The Ball Heads for His Court

Same-sex marriage will resume in California over the will of the state's voters if a new federal court ruling stands up on appeal. In Perry v. Brown, a three-judge panel of the Ninth U.S. Circuit Court of Appeals today upheld a trial judge's ruling that struck down Proposition 8, a 2008 ballot measure that amended the state's constitution to restore the traditional definition of marriage. The Golden State's Supreme Court had earlier held that the unamended California Constitution mandated same-sex marriage, but then upheld the amendment that effectively struck down that ruling. "In the grand scheme of things, there is nothing enduringly significant about today's ruling," writes National Review's Edward Whelan.

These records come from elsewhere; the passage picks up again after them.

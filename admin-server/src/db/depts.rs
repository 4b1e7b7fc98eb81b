//! Department table operations

use shared::AppResult;
use shared::util::now_millis;
use sqlx::PgPool;

use crate::rbac::DeptNode;

#[derive(Debug, sqlx::FromRow, serde::Serialize)]
pub struct Dept {
    pub id: i64,
    pub name: String,
    pub parent_id: Option<i64>,
    pub sort_order: i32,
    pub enabled: bool,
    pub created_at: i64,
    pub updated_at: i64,
}

pub async fn find_by_id(pool: &PgPool, id: i64) -> AppResult<Option<Dept>> {
    let row = sqlx::query_as(
        "SELECT id, name, parent_id, sort_order, enabled, created_at, updated_at \
         FROM sys_dept WHERE id = $1",
    )
    .bind(id)
    .fetch_optional(pool)
    .await?;
    Ok(row)
}

pub async fn list(pool: &PgPool) -> AppResult<Vec<Dept>> {
    let rows = sqlx::query_as(
        "SELECT id, name, parent_id, sort_order, enabled, created_at, updated_at \
         FROM sys_dept ORDER BY sort_order, id",
    )
    .fetch_all(pool)
    .await?;
    Ok(rows)
}

/// The full tree in the shape the scope resolver needs
pub async fn tree(pool: &PgPool) -> AppResult<Vec<DeptNode>> {
    let rows: Vec<(i64, Option<i64>, bool)> =
        sqlx::query_as("SELECT id, parent_id, enabled FROM sys_dept")
            .fetch_all(pool)
            .await?;
    Ok(rows
        .into_iter()
        .map(|(id, parent_id, enabled)| DeptNode {
            id,
            parent_id,
            enabled,
        })
        .collect())
}

pub async fn create(
    pool: &PgPool,
    name: &str,
    parent_id: Option<i64>,
    sort_order: i32,
    enabled: bool,
) -> AppResult<i64> {
    let now = now_millis();
    let (id,): (i64,) = sqlx::query_as(
        "INSERT INTO sys_dept (name, parent_id, sort_order, enabled, created_at, updated_at) \
         VALUES ($1, $2, $3, $4, $5, $5) RETURNING id",
    )
    .bind(name)
    .bind(parent_id)
    .bind(sort_order)
    .bind(enabled)
    .bind(now)
    .fetch_one(pool)
    .await?;
    Ok(id)
}

pub async fn update(
    pool: &PgPool,
    id: i64,
    name: &str,
    parent_id: Option<i64>,
    sort_order: i32,
    enabled: bool,
) -> AppResult<bool> {
    let result = sqlx::query(
        "UPDATE sys_dept SET name = $2, parent_id = $3, sort_order = $4, enabled = $5, \
         updated_at = $6 WHERE id = $1",
    )
    .bind(id)
    .bind(name)
    .bind(parent_id)
    .bind(sort_order)
    .bind(enabled)
    .bind(now_millis())
    .execute(pool)
    .await?;
    Ok(result.rows_affected() > 0)
}

pub async fn delete(pool: &PgPool, id: i64) -> AppResult<bool> {
    let result = sqlx::query("DELETE FROM sys_dept WHERE id = $1")
        .bind(id)
        .execute(pool)
        .await?;
    Ok(result.rows_affected() > 0)
}

pub async fn has_children(pool: &PgPool, id: i64) -> AppResult<bool> {
    let (exists,): (bool,) =
        sqlx::query_as("SELECT EXISTS(SELECT 1 FROM sys_dept WHERE parent_id = $1)")
            .bind(id)
            .fetch_one(pool)
            .await?;
    Ok(exists)
}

A perceptive reader will recognize the ponderous qualifiers "grand" and "enduring" as signals that Whelan's assertion is a trivial truth. As he explains in his next sentence, "The Ninth Circuit was just a way-station on the path to the Supreme Court." It's possible that the Ninth Circuit will rehear the case en banc--i.e., before an 11-judge panel--though Whelan doubts it. In any case, an appeal to the high court is a certainty, and the justices' agreeing to hear the case is a strong possibility, if not an overwhelming likelihood. The Ninth Circuit has a poor batting average in Supreme Court appeals, and this decision was written by Judge Stephen Reinhardt, who is notoriously liberal. Those facts are likely to inspire optimism among conservative commentators who oppose same-sex marriage. They shouldn't. Reinhardt's decision was expertly crafted to appeal to his former Ninth Circuit peer Justice Anthony Kennedy, whose view of the matter is all but certain to prove decisive.